Collect all lines from the records below that include the word "DocumentQuery".
== Materials provided
use chrono::{NaiveDate, Utc};
use diesel::prelude::*;
use serde::Deserialize;
use uuid::Uuid;

use crate::core::shared::schema::evidence_documents;
use crate::core::shared::utils::trimmed;

use super::audit::{self, AuditAction, AuditRecord, EntityKind};
use super::error::CertificationError;
use super::permissions::{Actor, COMPLIANCE_WRITERS};
use super::rules::{review_state_for, validate_document_review_requirement};
use super::storage::{find_document, find_evaluation, find_evidence, DbEvidenceDocument};
use super::types::{deserialize_some, DocumentStatus};
use super::validation::require_text;

#[derive(Debug, Clone, Deserialize)]
pub struct CreateDocumentRequest {
    pub evidence_id: Uuid,
    pub title: String,
    pub content: Option<String>,
    #[serde(default)]
    pub status: DocumentStatus,
    pub review_notes: Option<String>,
    pub deadline: Option<NaiveDate>,
    pub responsible_id: Option<Uuid>,
}

#[derive(Debug, Clone, Default, Deserialize)]
pub struct UpdateDocumentRequest {
    pub title: Option<String>,
    #[serde(default, deserialize_with = "deserialize_some")]
    pub content: Option<Option<String>>,
    #[serde(default, deserialize_with = "deserialize_some")]
    pub review_notes: Option<Option<String>>,
    #[serde(default, deserialize_with = "deserialize_some")]
    pub deadline: Option<Option<NaiveDate>>,
    #[serde(default, deserialize_with = "deserialize_some")]
    pub responsible_id: Option<Option<Uuid>>,
}

#[derive(Debug, Clone, Deserialize)]
pub struct DocumentStatusRequest {
    pub status: DocumentStatus,
    pub review_notes: Option<String>,
}

#[derive(Debug, Clone, Default, Deserialize)]
pub struct DocumentQuery {
    pub program_id: Option<Uuid>,
    pub audit_cycle_id: Option<Uuid>,
    pub evidence_id: Option<Uuid>,
    pub status: Option<DocumentStatus>,
}

/// Applies the review rule for `status` and stamps or clears the reviewer.
fn apply_status(
    row: &mut DbEvidenceDocument,
    status: DocumentStatus,
    reviewer: Uuid,
) -> Result<(), CertificationError> {
    validate_document_review_requirement(status, row.review_notes.as_deref())?;
    let review = review_state_for(status, reviewer, Utc::now());
    row.status = status.to_string();
    row.reviewed_by_id = review.reviewed_by_id;
    row.reviewed_at = review.reviewed_at;
    Ok(())
}

pub fn list_documents(
    conn: &mut PgConnection,
    query: &DocumentQuery,
) -> Result<Vec<DbEvidenceDocument>, CertificationError> {
    let mut db_query = evidence_documents::table.into_boxed();
    if let Some(program_id) = query.program_id {
        db_query = db_query.filter(evidence_documents::program_id.eq(program_id));
    }
    if let Some(audit_cycle_id) = query.audit_cycle_id {
        db_query = db_query.filter(evidence_documents::audit_cycle_id.eq(audit_cycle_id));
    }
    if let Some(evidence_id) = query.evidence_id {
        db_query = db_query.filter(evidence_documents::evidence_id.eq(evidence_id));
    }
    if let Some(status) = query.status {
        db_query = db_query.filter(evidence_documents::status.eq(status.as_str()));
    }
    let rows = db_query
        .order(evidence_documents::updated_at.desc())
        .load::<DbEvidenceDocument>(conn)?;
    Ok(rows)
}

pub fn get_document(
    conn: &mut PgConnection,
    id: Uuid,
) -> Result<DbEvidenceDocument, CertificationError> {
    find_document(conn, id)
}

pub fn create_document(
    conn: &mut PgConnection,
    actor: &Actor,
    req: CreateDocumentRequest,
) -> Result<DbEvidenceDocument, CertificationError> {
    actor.require_any(COMPLIANCE_WRITERS)?;
    let title = require_text(&req.title, "title")?;

    conn.transaction::<_, CertificationError, _>(|conn| {
        let evidence = find_evidence(conn, req.evidence_id)?;
        let evaluation = find_evaluation(conn, evidence.evaluation_id)?;

        let now = Utc::now();
        let mut row = DbEvidenceDocument {
            id: Uuid::new_v4(),
            program_id: evaluation.program_id,
            audit_cycle_id: evaluation.audit_cycle_id,
            evidence_id: evidence.id,
            title,
            content: req.content,
            version: 1,
            status: DocumentStatus::default().to_string(),
            review_notes: trimmed(req.review_notes),
            deadline: req.deadline,
            responsible_id: req.responsible_id,
            reviewed_by_id: None,
            reviewed_at: None,
            created_by: Some(actor.user_id),
            created_at: now,
            updated_at: now,
        };
        apply_status(&mut row, req.status, actor.user_id)?;

        let saved: DbEvidenceDocument = diesel::insert_into(evidence_documents::table)
            .values(&row)
            .get_result(conn)?;
        audit::record(
            conn,
            AuditRecord::new(EntityKind::EvidenceDocument, saved.id, AuditAction::Create)
                .by(actor.user_id)
                .in_context(Some(saved.program_id), Some(saved.audit_cycle_id))
                .after(&saved)?,
        )?;
        Ok(saved)
    })
}

fn save_document(
    conn: &mut PgConnection,
    actor: &Actor,
    before: &DbEvidenceDocument,
    mut row: DbEvidenceDocument,
) -> Result<DbEvidenceDocument, CertificationError> {
    row.updated_at = Utc::now();
    let saved: DbEvidenceDocument = diesel::update(evidence_documents::table.find(row.id))
        .set(&row)
        .get_result(conn)?;
    let action = AuditAction::for_update(&before.status, &saved.status);
    audit::record(
        conn,
        AuditRecord::new(EntityKind::EvidenceDocument, saved.id, action)
            .by(actor.user_id)
            .in_context(Some(saved.program_id), Some(saved.audit_cycle_id))
            .before(before)?
            .after(&saved)?,
    )?;
    Ok(saved)
}

/// Edits document fields. A content change starts a new version.
pub fn update_document(
    conn: &mut PgConnection,
    actor: &Actor,
    id: Uuid,
    req: UpdateDocumentRequest,
) -> Result<DbEvidenceDocument, CertificationError> {
    actor.require_any(COMPLIANCE_WRITERS)?;

    conn.transaction::<_, CertificationError, _>(|conn| {
        let before = find_document(conn, id)?;
        let mut row = before.clone();
        if let Some(title) = &req.title {
            row.title = require_text(title, "title")?;
        }
        if let Some(content) = req.content {
            if content != row.content {
                row.version += 1;
                row.content = content;
            }
        }
        if let Some(review_notes) = req.review_notes {
            row.review_notes = trimmed(review_notes);
        }
        if let Some(deadline) = req.deadline {
            row.deadline = deadline;
        }
        if let Some(responsible_id) = req.responsible_id {
            row.responsible_id = responsible_id;
        }
        // Notes cannot be emptied under a standing decision.
        validate_document_review_requirement(row.document_status()?, row.review_notes.as_deref())?;

        save_document(conn, actor, &before, row)
    })
}

pub fn change_document_status(
    conn: &mut PgConnection,
    actor: &Actor,
    id: Uuid,
    req: DocumentStatusRequest,
) -> Result<DbEvidenceDocument, CertificationError> {
    actor.require_any(COMPLIANCE_WRITERS)?;

    conn.transaction::<_, CertificationError, _>(|conn| {
        let before = find_document(conn, id)?;
        let mut row = before.clone();
        if req.review_notes.is_some() {
            row.review_notes = trimmed(req.review_notes);
        }
        apply_status(&mut row, req.status, actor.user_id)?;
        save_document(conn, actor, &before, row)
    })
}

pub fn delete_document(
    conn: &mut PgConnection,
    actor: &Actor,
    id: Uuid,
) -> Result<(), CertificationError> {
    actor.require_any(COMPLIANCE_WRITERS)?;

    conn.transaction::<_, CertificationError, _>(|conn| {
        let before = find_document(conn, id)?;
        diesel::delete(evidence_documents::table.find(id)).execute(conn)?;
        audit::record(
            conn,
            AuditRecord::new(EntityKind::EvidenceDocument, id, AuditAction::Delete)
                .by(actor.user_id)
                .in_context(Some(before.program_id), Some(before.audit_cycle_id))
                .before(&before)?,
        )?;
        Ok(())
    })
}

#[cfg(test)]
mod tests {
    use super::*;

    fn document(review_notes: Option<&str>) -> DbEvidenceDocument {
        let now = Utc::now();
        DbEvidenceDocument {
            id: Uuid::new_v4(),
            program_id: Uuid::new_v4(),
            audit_cycle_id: Uuid::new_v4(),
            evidence_id: Uuid::new_v4(),
            title: "Procedimento de monitoramento".to_string(),
            content: Some("v1".to_string()),
            version: 1,
            status: "em_revisao".to_string(),
            review_notes: review_notes.map(str::to_string),
            deadline: None,
            responsible_id: None,
            reviewed_by_id: None,
            reviewed_at: None,
            created_by: None,
            created_at: now,
            updated_at: now,
        }
    }

    #[test]
    fn test_approval_without_notes_is_rejected() {
        let mut row = document(Some("  "));
        let result = apply_status(&mut row, DocumentStatus::Aprovado, Uuid::new_v4());
        assert!(matches!(result, Err(CertificationError::MissingReviewNotes)));
        assert_eq!(row.status, "em_revisao");
    }

    #[test]
    fn test_decision_stamps_and_reopening_clears_reviewer() {
        let reviewer = Uuid::new_v4();
        let mut row = document(Some("Faltam assinaturas"));
        apply_status(&mut row, DocumentStatus::Reprovado, reviewer).expect("rejected");
        assert_eq!(row.status, "reprovado");
        assert_eq!(row.reviewed_by_id, Some(reviewer));
        assert!(row.reviewed_at.is_some());

        apply_status(&mut row, DocumentStatus::EmConstrucao, reviewer).expect("reopened");
        assert_eq!(row.reviewed_by_id, None);
        assert_eq!(row.reviewed_at, None);
    }
}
====
Solution for this task:
pub struct DocumentQuery {
    query: &DocumentQuery,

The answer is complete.